Never ones to fail to take advantage of an exploit, we hereby present an excerpt (and more valuably -- a link).

From Winning the Right War by Philip H. Gordon (30-page pdf):

Bush ... argues that, even though the terrorists hate freedom, it is the lack of freedom in their own countries that drives them to support terror­ism. The picture painted is thus one of some fixed set of ‘evildoers’, driven to terrorism by the absence of democracy in their homelands, who attack America and its allies because they hate the freedoms symbolised by those countries. As a basis for understanding – and therefore dealing with – the terrorist threat, this is a partial and exceedingly misleading explanation.

The idea that terrorists attack because they hate freedom is particularly mis­guided. The explanation is convenient, because it suggests that there is nothing we can do about it (since they hate ‘who we are’ rather than ‘what we do’), and it is harmful because it suggests that the only way to defeat such terrorists is to kill or capture them all, since we’re obviously not prepared to sacrifice our freedom to appease them. But there is little evidence to suggest that hatred of freedom is in fact a primary cause of terrorism, and much to suggest that it is not.

At the most superficial level, if freedom were the main target for terror­ists, they would be just as likely to attack Switzerland, Canada, Costa Rica or Sweden as the United States, which is clearly not the case. Indeed, Saudi Arabia, Pakistan and Egypt have been much more frequent targets of attacks than the United States, and it is surely not because the terrorists hate the individual liber­ties and elected governments in those countries.

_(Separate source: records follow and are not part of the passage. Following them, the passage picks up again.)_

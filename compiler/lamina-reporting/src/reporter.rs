//! A diagnostic reporter for the Lamina compiler.
//!
//! Has a fluent API for creating reports in a declarative way.
use std::fmt;

use crate::report::{Report, ReportKind};

pub type Reports = Vec<Report>;

/// Facilitates the creation of lists of [Report]s in a declarative way.
#[derive(Debug, Default)]
pub struct Reporter {
    reports: Reports,
}

impl Reporter {
    pub fn new() -> Self {
        Self::default()
    }

    /// Create a reporter from existing reports.
    pub fn from_reports(reports: Reports) -> Self {
        Self { reports }
    }

    /// Add a report to the builder.
    pub fn report(&mut self, kind: ReportKind) -> &mut Report {
        let mut report = Report::new();
        report.kind(kind);
        self.reports.push(report);
        // A report was just pushed, so the vector cannot be empty.
        let last = self.reports.len() - 1;
        &mut self.reports[last]
    }

    /// Add an error report to the builder.
    pub fn error(&mut self) -> &mut Report {
        self.report(ReportKind::Error)
    }

    /// Add a warning report to the builder.
    pub fn warning(&mut self) -> &mut Report {
        self.report(ReportKind::Warning)
    }

    /// Add an internal report to the builder.
    pub fn internal(&mut self) -> &mut Report {
        self.report(ReportKind::Internal)
    }

    /// Check if the reporter has any errors.
    pub fn has_errors(&self) -> bool {
        self.reports.iter().any(|report| report.is_error())
    }

    /// Consume the [Reporter], producing a [`Vec<Report>`].
    pub fn into_reports(self) -> Reports {
        self.reports
    }
}

impl fmt::Display for Reporter {
    fn fmt(&self, f: &mut fmt::Formatter<'_>) -> fmt::Result {
        for report in &self.reports {
            writeln!(f, "{report}")?;
        }
        Ok(())
    }
}

/// Implemented by diagnostics which can be converted into [Report]s.
pub trait AddToReporter {
    fn add_to_reporter(&self, reporter: &mut Reporter);
}

/// Convert some item into a [Reports] by the means of a [Reporter].
pub fn into_reports(item: &impl AddToReporter) -> Reports {
    let mut reporter = Reporter::new();
    item.add_to_reporter(&mut reporter);
    reporter.into_reports()
}
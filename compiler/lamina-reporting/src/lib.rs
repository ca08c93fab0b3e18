//! Lamina compiler diagnostic reporting.
pub mod error_codes;
pub mod report;
pub mod reporter;
pub mod writer;

pub use lamina_utils::highlight;
//! Defines the global Lamina compiler state. This is used to create a global
//! [Compiler] which holds all of the information that might be used by
//! multiple stages across the entire compiler pipeline.
//!
//! However, the [Compiler] is opaque to all of the stages within the
//! pipeline. Each [CompilerStage] provides a trait with methods for
//! "selecting" the information that is needed by the stage. This creates a
//! clear separation between the stages and the global state, keeping the
//! crate dependency graph clean.
pub mod driver;
mod metrics;

use driver::Driver;
use lamina_eliminate_letrec::{EliminateLetrec, EliminateLetrecCtx, EliminateLetrecCtxQuery};
use lamina_parser::{Parser, ParserCtx, ParserCtxQuery};
use lamina_pipeline::{
    interface::{CompilerInterface, CompilerStage},
    settings::CompilerSettings,
    workspace::Workspace,
};
use lamina_reporting::report::Report;
use lamina_scope_check::{ScopeCheck, ScopeCheckCtx, ScopeCheckCtxQuery};
use lamina_utils::stream::CompilerOutputStream;

/// A struct that is used to construct a [Compiler] with either a default or
/// a custom configuration.
pub struct CompilerBuilder;

impl CompilerBuilder {
    /// Create a new [Compiler] with the default stage configuration.
    pub fn build_with_settings(
        settings: CompilerSettings,
        error_stream: impl Fn() -> CompilerOutputStream + 'static,
        output_stream: impl Fn() -> CompilerOutputStream + 'static,
    ) -> Driver<Compiler> {
        Self::build_with_interface(Compiler::new(settings, error_stream, output_stream))
    }

    /// Create a new [Compiler] with a specified compiler interface that
    /// supports the [DefaultCtxQuery] trait, i.e. all of the stages within
    /// the standard pipeline.
    pub fn build_with_interface<I: CompilerInterface + DefaultCtxQuery>(interface: I) -> Driver<I> {
        Self::build(
            interface,
            vec![
                Box::<Parser>::default(),
                Box::<ScopeCheck>::default(),
                Box::<EliminateLetrec>::default(),
            ],
        )
    }

    /// Create a new [Compiler] with a custom configuration.
    pub fn build<I: CompilerInterface>(ctx: I, stages: Vec<Box<dyn CompilerStage<I>>>) -> Driver<I> {
        Driver::new(ctx, stages)
    }
}

/// The [Compiler] holds all the information and state of the compiler
/// instance.
pub struct Compiler {
    /// The collected workspace sources for the current job.
    pub workspace: Workspace,

    /// The stream to use for writing diagnostics to.
    pub error_stream: Box<dyn Fn() -> CompilerOutputStream>,

    /// The stream to use for writing output to.
    pub output_stream: Box<dyn Fn() -> CompilerOutputStream>,

    /// Any diagnostics that were collected from any stage.
    pub diagnostics: Vec<Report>,

    /// Compiler settings that are stored.
    pub settings: CompilerSettings,
}

impl Compiler {
    /// Create a new [Compiler].
    pub fn new(
        settings: CompilerSettings,
        error_stream: impl Fn() -> CompilerOutputStream + 'static,
        output_stream: impl Fn() -> CompilerOutputStream + 'static,
    ) -> Self {
        Self {
            workspace: Workspace::new(),
            error_stream: Box::new(error_stream),
            output_stream: Box::new(output_stream),
            diagnostics: Vec::new(),
            settings,
        }
    }
}

impl DefaultCtxQuery for Compiler {}

impl CompilerInterface for Compiler {
    fn error_stream(&self) -> CompilerOutputStream {
        (self.error_stream)()
    }

    fn output_stream(&self) -> CompilerOutputStream {
        (self.output_stream)()
    }

    fn settings(&self) -> &CompilerSettings {
        &self.settings
    }

    fn settings_mut(&mut self) -> &mut CompilerSettings {
        &mut self.settings
    }

    fn diagnostics(&self) -> &[Report] {
        &self.diagnostics
    }

    fn diagnostics_mut(&mut self) -> &mut Vec<Report> {
        &mut self.diagnostics
    }

    fn workspace(&self) -> &Workspace {
        &self.workspace
    }

    fn workspace_mut(&mut self) -> &mut Workspace {
        &mut self.workspace
    }
}

impl ParserCtxQuery for Compiler {
    fn data(&mut self) -> ParserCtx<'_> {
        let output_stream = (self.output_stream)();
        ParserCtx { workspace: &mut self.workspace, settings: &self.settings, output_stream }
    }
}

impl ScopeCheckCtxQuery for Compiler {
    fn data(&mut self) -> ScopeCheckCtx<'_> {
        ScopeCheckCtx { workspace: &self.workspace }
    }
}

impl EliminateLetrecCtxQuery for Compiler {
    fn data(&mut self) -> EliminateLetrecCtx<'_> {
        let output_stream = (self.output_stream)();
        EliminateLetrecCtx { workspace: &mut self.workspace, settings: &self.settings, output_stream }
    }
}

/// A trait that represents all compiler stages, essentially a newtype to use
/// when declaring that the compiler interface must implement all stages in
/// the compiler pipeline.
pub trait DefaultCtxQuery: ParserCtxQuery + ScopeCheckCtxQuery + EliminateLetrecCtxQuery {}
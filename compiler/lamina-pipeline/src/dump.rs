//! Emitting IR produced by a stage.
use std::fmt::Display;

use lamina_utils::{
    stream::CompilerOutputStream,
    stream_writeln,
    tree_writing::{AsTreeNode, TreeWriter},
};

use crate::settings::DumpMode;

/// Write `item` to `out` in the format that is specified by `mode`.
pub fn dump_ir(out: &mut CompilerOutputStream, mode: DumpMode, item: &(impl Display + AsTreeNode)) {
    match mode {
        DumpMode::Pretty => stream_writeln!(out, "{item}"),
        DumpMode::Tree => {
            let tree = item.as_tree_node();
            stream_writeln!(out, "{}", TreeWriter::new(&tree))
        }
    }
}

Extensive polling in the Muslim world also challenges the notion of a sig­nificant link between terrorism and a hatred for freedom. While many Islamist ideologues do often express revulsion with the personal liberties and sexual freedom enjoyed in Western countries, it turns out that even most of the Muslims who support terrorism and trust Osama bin Laden favour elected government, personal liberty, educational opportunity and economic choice. Some Muslim extremists may not like American-style democracy, but that is not why they become terrorists, and not why others support them.

(...)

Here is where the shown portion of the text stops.